IJMC Bizarre Suicide

			IJMC - Bizarre Suicide

I'm fairly sure this went out on the IJMC over a year ago, however I 
think it's worth sending twice. Anyone know who won the award for 1995?
						-dave
P.S. To all of those who have sent in submissions to which I have not 
replied, I appreciate your doing so, I simply have not had time to 
individually respond as I usually do. Thanks to all!



     1994's MOST BIZARRE SUICIDE

     At the 1994 annual awards dinner given by the American Association for 
     Forensic Science, AAFS President Don Harper Mills astounded his 
     audience  in San Diego with the legal complications of a bizarre 
     death.  Here is the story.

     "On 23 March 1994, the medical examiner viewed the body of Ronald Opus 
      and concluded that he died from a shotgun wound of the head.  The 
     decedent had jumped from the top of a ten-story building intending to 
     commit suicide  (he left a note indicating his despondency).  As he 
     fell past the ninth  floor, his life was interrupted by a shotgun 
     blast through a window, which  killed him instantly.  Neither the 
     shooter nor the decedent was aware that a safety net had been erected 
     at the eighth floor level to protect some window washers and that Opus 
     would not have been able to complete his suicide anyway because of 
     this."

     "Ordinarily," Dr. Mills continued, "a person who sets out to commit  
     suicide ultimately succeeds, even though the mechanism might not be 
     what he intended.  That Opus was shot on the way to certain death nine 
     stories below probably would not have changed his mode of death from 
     suicide to  homicide. But the fact that his suicidal intent would not 
     have been successful caused the medical examiner to feel that he had
     homicide on his hands.  "The room on the ninth floor whence the
     shotgun blast emanated was occupied by an elderly man and his wife.  
     They were arguing and he was threatening her with the shotgun.  He 
     was so upset that, when he pulled the trigger, he completely missed 
     his wife and the pellets went through the a window striking Opus.
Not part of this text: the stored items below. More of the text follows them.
//! In-memory radio medium for multi-node simulation
//!
//! Radios attached to a [`SimMedium`] implement the `radio` traits.
//! Transmissions are delivered immediately to every connected radio tuned
//! to the same channel and currently receiving.

use std::collections::{BTreeMap, VecDeque};
use std::sync::{Arc, Mutex, MutexGuard};

use log::trace;

use crate::codec::phy::FCS_LEN;

/// Noise floor reported when the channel is clear
pub const NOISE_FLOOR: i16 = -110;

#[derive(Debug, Clone, Copy, PartialEq)]
pub enum SimState {
    Idle,
    Receive,
    Transmit,
    Sleep,
}

impl radio::RadioState for SimState {
    fn idle() -> Self {
        SimState::Idle
    }

    fn sleep() -> Self {
        SimState::Sleep
    }
}

#[derive(Debug, Clone, PartialEq)]
pub enum SimError {
    /// Operation not possible while asleep
    Sleeping,
}

#[derive(Debug, Clone, PartialEq, Default)]
pub struct SimInfo {
    pub rssi: i16,
}

impl radio::ReceiveInfo for SimInfo {
    fn rssi(&self) -> i16 {
        self.rssi
    }
}

#[derive(Debug)]
struct Port {
    channel: u16,
    state: SimState,
    noise: i16,
    corrupt_next: bool,
    inbox: VecDeque<(Vec<u8>, i16)>,
}

#[derive(Debug, Default)]
struct Medium {
    ports: Vec<Port>,
    /// Link RSSI per connected (a, b) pair with a < b
    links: BTreeMap<(usize, usize), i16>,
    frames: u64,
}

/// Shared simulated medium, clones refer to the same medium
#[derive(Debug, Clone, Default)]
pub struct SimMedium {
    inner: Arc<Mutex<Medium>>,
}

fn key(a: usize, b: usize) -> (usize, usize) {
    (a.min(b), a.max(b))
}

impl SimMedium {
    pub fn new() -> Self {
        Self::default()
    }

    fn lock(&self) -> MutexGuard<Medium> {
        match self.inner.lock() {
            Ok(m) => m,
            Err(e) => e.into_inner(),
        }
    }

    /// Attach a new radio to the medium
    pub fn radio(&self) -> SimRadio {
        let mut m = self.lock();
        m.ports.push(Port {
            channel: 0,
            state: SimState::Idle,
            noise: NOISE_FLOOR,
            corrupt_next: false,
            inbox: VecDeque::new(),
        });

        SimRadio{ id: m.ports.len() - 1, medium: self.clone() }
    }

    /// Connect two radios with a symmetric link at the provided RSSI
    pub fn connect(&self, a: &SimRadio, b: &SimRadio, rssi: i16) {
        self.lock().links.insert(key(a.id, b.id), rssi);
    }

    pub fn disconnect(&self, a: &SimRadio, b: &SimRadio) {
        self.lock().links.remove(&key(a.id, b.id));
    }

    /// Corrupt one payload byte of the next frame sent by `r`
    pub fn corrupt_next(&self, r: &SimRadio) {
        if let Some(p) = self.lock().ports.get_mut(r.id) {
            p.corrupt_next = true;
        }
    }

    /// Set the channel energy sensed by `r`
    pub fn set_noise(&self, r: &SimRadio, rssi: i16) {
        if let Some(p) = self.lock().ports.get_mut(r.id) {
            p.noise = rssi;
        }
    }

    /// Total frames transmitted on the medium
    pub fn frames(&self) -> u64 {
        self.lock().frames
    }
}

/// Radio attached to a [`SimMedium`]
#[derive(Debug, Clone)]
pub struct SimRadio {
    id: usize,
    medium: SimMedium,
}

impl SimRadio {
    pub fn id(&self) -> usize {
        self.id
    }

    fn with_port<R>(&self, f: impl FnOnce(&mut Port) -> R) -> R {
        let mut m = self.medium.lock();
        f(&mut m.ports[self.id])
    }
}

impl radio::State for SimRadio {
    type State = SimState;
    type Error = SimError;

    fn set_state(&mut self, state: Self::State) -> Result<(), Self::Error> {
        self.with_port(|p| p.state = state);
        Ok(())
    }

    fn get_state(&mut self) -> Result<Self::State, Self::Error> {
        Ok(self.with_port(|p| p.state))
    }
}

impl radio::Channel for SimRadio {
    type Channel = u16;
    type Error = SimError;

    fn set_channel(&mut self, channel: &Self::Channel) -> Result<(), Self::Error> {
        self.with_port(|p| {
            p.channel = *channel;
            p.state = SimState::Idle;
            p.inbox.clear();
        });
        Ok(())
    }
}

impl radio::Transmit for SimRadio {
    type Error = SimError;

    fn start_transmit(&mut self, data: &[u8]) -> Result<(), Self::Error> {
        let mut m = self.medium.lock();
        let id = self.id;

        let (channel, corrupt) = {
            let p = &mut m.ports[id];
            if p.state == SimState::Sleep {
                return Err(SimError::Sleeping);
            }
            p.state = SimState::Transmit;
            (p.channel, core::mem::replace(&mut p.corrupt_next, false))
        };

        let mut frame = data.to_vec();
        if corrupt && frame.len() > FCS_LEN {
            let i = frame.len() - FCS_LEN - 1;
            frame[i] ^= 0xFF;
        }

        m.frames += 1;

        let receivers: Vec<_> = m.links.iter()
            .filter_map(|((a, b), rssi)| match (*a == id, *b == id) {
                (true, _) => Some((*b, *rssi)),
                (_, true) => Some((*a, *rssi)),
                _ => None,
            })
            .collect();

        for (r, rssi) in receivers {
            let p = &mut m.ports[r];
            if p.channel == channel && p.state == SimState::Receive {
                trace!("Sim deliver {} bytes {} -> {}", frame.len(), id, r);
                p.inbox.push_back((frame.clone(), rssi));
            }
        }

        Ok(())
    }

    fn check_transmit(&mut self) -> Result<bool, Self::Error> {
        self.with_port(|p| {
            if p.state == SimState::Transmit {
                p.state = SimState::Idle;
            }
        });
        Ok(true)
    }
}

impl radio::Receive for SimRadio {
    type Info = SimInfo;
    type Error = SimError;

    fn start_receive(&mut self) -> Result<(), Self::Error> {
        self.with_port(|p| match p.state {
            SimState::Sleep => Err(SimError::Sleeping),
            _ => {
                p.state = SimState::Receive;
                Ok(())
            }
        })
    }

    fn check_receive(&mut self, _restart: bool) -> Result<bool, Self::Error> {
        Ok(self.with_port(|p| !p.inbox.is_empty()))
    }

    fn get_received(&mut self, buff: &mut [u8]) -> Result<(usize, Self::Info), Self::Error> {
        let rx = self.with_port(|p| p.inbox.pop_front());

        match rx {
            Some((data, rssi)) => {
                let n = data.len().min(buff.len());
                buff[..n].copy_from_slice(&data[..n]);
                Ok((n, SimInfo{ rssi }))
            },
            None => Ok((0, SimInfo::default())),
        }
    }
}

impl radio::Rssi for SimRadio {
    type Error = SimError;

    fn poll_rssi(&mut self) -> Result<i16, Self::Error> {
        Ok(self.with_port(|p| p.noise))
    }
}

#[cfg(test)]
mod test {
    use radio::{Channel, Receive, Transmit, Rssi};

    use super::*;

    #[test]
    fn delivery_by_link_and_channel() {
        let medium = SimMedium::new();
        let mut a = medium.radio();
        let mut b = medium.radio();
        let mut c = medium.radio();

        medium.connect(&a, &b, -60);

        for r in [&mut a, &mut b, &mut c] {
            r.set_channel(&6).unwrap();
            r.start_receive().unwrap();
        }

        a.start_transmit(&[1, 2, 3]).unwrap();
        assert!(a.check_transmit().unwrap());

        assert!(b.check_receive(true).unwrap());
        assert!(!c.check_receive(true).unwrap());

        let mut buff = [0u8; 8];
        let (n, info) = b.get_received(&mut buff).unwrap();
        assert_eq!(&buff[..n], &[1, 2, 3]);
        assert_eq!(info.rssi, -60);

        // Different channel
        b.set_channel(&11).unwrap();
        b.start_receive().unwrap();
        a.start_transmit(&[4]).unwrap();
        assert!(!b.check_receive(true).unwrap());

        assert_eq!(b.poll_rssi().unwrap(), NOISE_FLOOR);
        assert_eq!(medium.frames(), 2);
    }

    #[test]
    fn corruption() {
        let medium = SimMedium::new();
        let mut a = medium.radio();
        let mut b = medium.radio();
        medium.connect(&a, &b, -60);
        b.start_receive().unwrap();

        medium.corrupt_next(&a);
        a.start_transmit(&[0, 0, 0, 0, 0, 0]).unwrap();
        a.start_transmit(&[0, 0, 0, 0, 0, 0]).unwrap();

        let mut buff = [0u8; 8];
        let (n, _) = b.get_received(&mut buff).unwrap();
        assert_eq!(&buff[..n], &[0, 0xFF, 0, 0, 0, 0]);
        let (n, _) = b.get_received(&mut buff).unwrap();
        assert_eq!(&buff[..n], &[0; 6]);
    }
}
     "When one intends to kill subject A but kills subject B in the 
     attempt, one is guilty of the murder of subject B.  When confronted 
     with this charge, the old man and his wife were both adamant that 
     neither knew that the  shotgun was loaded.  The old man said it was 
     his long-standing habit to threaten his wife with the unloaded 
     shotgun.  He had no intention to murder her - therefore, the killing 
     of Opus appeared to be an accident.  That is, the gun had been 
     accidentally loaded.

     "The continuing investigation turned up a witness who saw the old  
     couple's son loading the shotgun approximately six weeks prior to the 
     fatal incident. It transpired that the old lady had cut off her son's 
     financial support and the son, knowing the propensity of his father 
     to use the shotgun threateningly, loaded the gun with the expectation
     that his father would shoot his mother.  The case now becomes one of 
     murder on the part of the son for the death of Ronald Opus.

     There was an exquisite twist.  "Further investigation revealed that 
     the  son [Ronald Opus] had become increasingly despondent over the 
     failure of his attempt to engineer his mother's murder.  This led him 
     to jump off the ten-story building on March 23, only to be killed by a 
     shotgun blast through a ninth story window.

     "The medical examiner closed the case as a suicide."